For what it's worth

The analyst''s job is to make sense out of separate events that might be connected. However it is done, there is a lack of certainty. It is best to avoid far flung stories about conspiracies, or inevitable consequences. All of that leads people to put the analysis in with the other junk, of which there is no small supply making the rounds of the internet and other media.
This note is about separate events that, at least in my mind, come together in a way that suggests a lack of good sense among powerful governments, and some threat poised over Israel. The fact that it is our friends who are responsible for what appears to be senseless justifies fear and trembling about the future. And not only our future.
The events at issue:
What appears to be the bumbling of European and American do-gooders to foment, or at least encourage and applaud uprisings in Arab countries that they see as indications of grass roots democracy
The involvement of European and American governments and armed forces in the Libyan civil war, in a situation where they act against one side, but not decisively, and admit to wondering about the motives and capacities of the various Libyans they are helping to take down their government
Suspicions that western involvement in Libya has as much to do with Nicolas Sarkozy''s political weakness as with careful consideration of what can be done on the ground
American and European stuttering about what should be happening in Syria
The repeated insistence of those same governments that Palestine is ready for independent statehood, and that Israel must do what is necessary to make that possible
The movement of Palestinians, in violation of their agreement with Israel, to engineer an endorsement of their statehood on their terms in the United Nations
The presence of some 15 separate armed organizations in Gaza, with factions in the West Bank
The recent killing of an Italian human rights activist in Gaza, which appears to have been done by one of those organizations despite the efforts of Hamas and others to blame Israel
The renewal of missile firings against Israeli civilians, less than a week after Hamas trumpeted its renewal of a disciplined period of quiet
Occasional drive-by shootings and other acts of violence in the West Bank, and the murder of parents and children in Itamar, despite the good marks for security given to the Abbas regime by its international supporters
The way I put these items together does not add to the credibility of Palestinians, or of Europeans and Americans who claim wisdom in things Middle Eastern, and are certain that the Palestinian regime is ready for statehood.

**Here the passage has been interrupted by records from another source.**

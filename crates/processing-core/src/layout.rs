//! Vertical canvas layout planning.
//!
//! Places a sharp, aspect-preserving foreground in the middle of the 9:16
//! canvas and a cover-scaled, center-cropped copy of the same frame behind it.

use reelcut_clip_model::layout::{Rect, RenderLayout, Size};
use reelcut_common::config::LayoutConfig;

/// Plan the foreground/background layers for a source resolution.
///
/// A source relatively wider than the target is fit to the target width
/// minus the margin; anything else is fit to the target height minus the
/// margin. The axis derived from the aspect ratio is rounded to an even pixel
/// count for chroma-subsampled encoders.
///
/// `source` must have non-zero dimensions; degenerate sizes are rejected by
/// the caller before planning.
pub fn plan_layout(source: Size, target: Size, config: &LayoutConfig) -> RenderLayout {
    debug_assert!(!source.is_degenerate(), "source size must be non-zero");
    debug_assert!(!target.is_degenerate(), "target size must be non-zero");

    let (sw, sh) = (source.width as f64, source.height as f64);
    let (tw, th) = (target.width as f64, target.height as f64);

    let (foreground_scale, foreground_size) = if source.aspect() > target.aspect() {
        let margin = config.foreground_margin_px.min(target.width.saturating_sub(2));
        let width = target.width - margin;
        let scale = width as f64 / sw;
        let height = round_even(sh * scale).clamp(2, target.height);
        (scale, Size::new(width, height))
    } else {
        let margin = config.foreground_margin_px.min(target.height.saturating_sub(2));
        let height = target.height - margin;
        let scale = height as f64 / sh;
        let width = round_even(sw * scale).clamp(2, target.width);
        (scale, Size::new(width, height))
    };

    let background_scale = (tw / sw).max(th / sh);
    let background_scaled = Size::new(
        ((sw * background_scale).round() as u32).max(target.width),
        ((sh * background_scale).round() as u32).max(target.height),
    );
    let background_crop = Rect::new(
        (background_scaled.width - target.width) / 2,
        (background_scaled.height - target.height) / 2,
        target.width,
        target.height,
    );

    RenderLayout {
        target,
        foreground_scale,
        foreground_size,
        foreground_x: (target.width - foreground_size.width) / 2,
        foreground_y: (target.height - foreground_size.height) / 2,
        background_scaled,
        background_crop,
        blur_radius: config.blur_radius_px,
        dim_opacity: config.dim_opacity.clamp(0.0, 1.0),
    }
}

fn round_even(value: f64) -> u32 {
    ((value / 2.0).round() * 2.0) as u32
}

The keystone in Israel''s worries and opportunities is the United States. There is no encouragement from the blather and certainty heard from Barack Obama and Hillary Clinton, along with their lack of experience and repeated stumbling here and among our neighbors. More encouraging, however, is the upcoming presidential election, Obama''s domestic vulnerability, questions about his support among Jewish donors, the Republican majority in the House of Representatives, the intensity of Republican conservatives, and what we can hope are the kernels of intelligence and good sense in Obama himself.

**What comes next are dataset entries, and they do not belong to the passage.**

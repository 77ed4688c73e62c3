use reelcut_clip_model::layout::{Rect, Size};
use reelcut_clip_model::segment::SegmentDescriptor;
use reelcut_clip_model::transcript::{Transcript, WordTiming};
use reelcut_common::config::{CaptionConfig, LayoutConfig};
use reelcut_processing_core::{plan_layout, segment_captions, subtitles, SegmenterConfig};

/// Eighty 0.4s words spoken every half second from t=5s to t=45s.
fn steady_speech() -> Transcript {
    Transcript::new(
        (0..80)
            .map(|i| {
                let start = 5.0 + 0.5 * i as f64;
                WordTiming::new(format!("w{i:02}"), start, start + 0.4)
            })
            .collect(),
    )
}

fn fnv1a_64(input: &str) -> u64 {
    let mut hash: u64 = 0xcbf29ce484222325;
    for byte in input.as_bytes() {
        hash ^= *byte as u64;
        hash = hash.wrapping_mul(0x100000001b3);
    }
    hash
}

#[test]
fn landscape_source_layout_is_stable() {
    let layout = plan_layout(
        Size::new(1920, 1080),
        Size::VERTICAL_HD,
        &LayoutConfig::default(),
    );

    assert_eq!(layout.foreground_rect(), Rect::new(30, 673, 1020, 574));
    assert_eq!(layout.background_scaled, Size::new(3413, 1920));
    assert_eq!(layout.background_crop, Rect::new(1166, 0, 1080, 1920));
}

#[test]
fn thirty_second_clip_captions_signature_is_stable() {
    let transcript = steady_speech();
    let window = SegmentDescriptor::new(10.0, 40.0)
        .window(60.0)
        .expect("window should be valid");
    let config = SegmenterConfig::from(&CaptionConfig::default());

    let chunks = segment_captions(transcript.words(), window, &config);

    let signature = chunks
        .iter()
        .map(|c| {
            format!(
                "{}|{:.3}|{:.3}|{}",
                c.text, c.relative_start, c.relative_end, c.word_count
            )
        })
        .collect::<Vec<_>>()
        .join("\n");

    assert_eq!(chunks.len(), 15);
    assert_eq!(chunks[0].text, "w10 w11 w12 w13");
    assert_eq!(chunks[0].relative_start, 0.0);
    assert_eq!(chunks[14].text, "w66 w67 w68 w69");
    assert!((chunks[14].relative_end - 29.9).abs() < 1e-9);
    assert_eq!(fnv1a_64(&signature), 0xe6768a93d513bb8d);
}

#[test]
fn sidecar_matches_burned_in_chunks() {
    let transcript = steady_speech();
    let window = SegmentDescriptor::new(10.0, 40.0).window(60.0).unwrap();
    let chunks = segment_captions(transcript.words(), window, &SegmenterConfig::default());

    let srt = subtitles::generate_srt(&chunks);
    assert!(srt.starts_with("1\n00:00:00,000 --> 00:00:01,900\nw10 w11 w12 w13\n\n"));
    assert!(srt.contains("15\n00:00:28,000 --> 00:00:29,900\nw66 w67 w68 w69"));
}

#[test]
fn single_word_chunks_reproduce_per_word_captions() {
    let transcript = steady_speech();
    let window = SegmentDescriptor::new(10.0, 40.0).window(60.0).unwrap();
    let config = SegmenterConfig {
        chunk_size: 1,
        ..SegmenterConfig::default()
    };

    let chunks = segment_captions(transcript.words(), window, &config);
    assert_eq!(chunks.len(), 60);
    assert!(chunks.iter().all(|c| c.word_count == 1));
    assert_eq!(chunks.len(), transcript.words_in(&window).len());
}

Early signs are that the United States is cautious, and may be opposed to the grant of statehood to Palestinians without the nuisance of negotiations with Israel. Similar expressions come from senior personnel in the governments of Great Britain, France, Germany, and Italy, but they are mixed with other expressions suggesting that all those governments may go along with the majority.
Prime Minister Netanyahu is a great speaker, and may be the darling of Americans and Europeans anxious for reinforcement of a posture in favor of Israel. Trust in him is another matter. He is preparing a speech before the American Congress that may counter the Palestinian movement toward quick and easy statehood. Israelis are hoping for the best, but are skeptical.
And what will happen if the world forum endorses a Palestinian state with its capital in Jerusalem, a fuzzy definition of borders that mentions 1967, something about refugees, and Israel withholds recognition of such a state?
The scenarios are many, the certainties fewer.  
Will Palestinians in suits appear at the edge of Jerusalem, brief cases in hand, intent on reaching what they envision as the site of their capitol?
Will foreign diplomats come to Ben Gurion airport, or the border crossing from Jordan, intent on presenting their credentials to the head of a Palestinian state in Jerusalem or elsewhere?
Down the road may be sanctions, with Israel''s small economy, western living standards, and dependence on trade making it more vulnerable than Iran.
None of this is certain. Israel''s capacity in international politics is multifaceted, and goes beyond Bibi''s fluency. Adversaries must ponder its military capacities. Itamar, the kidnapping and assassination of the Italian volunteer, and rockets aimed at civilians should not add to the stature of Palestine among those of good sense.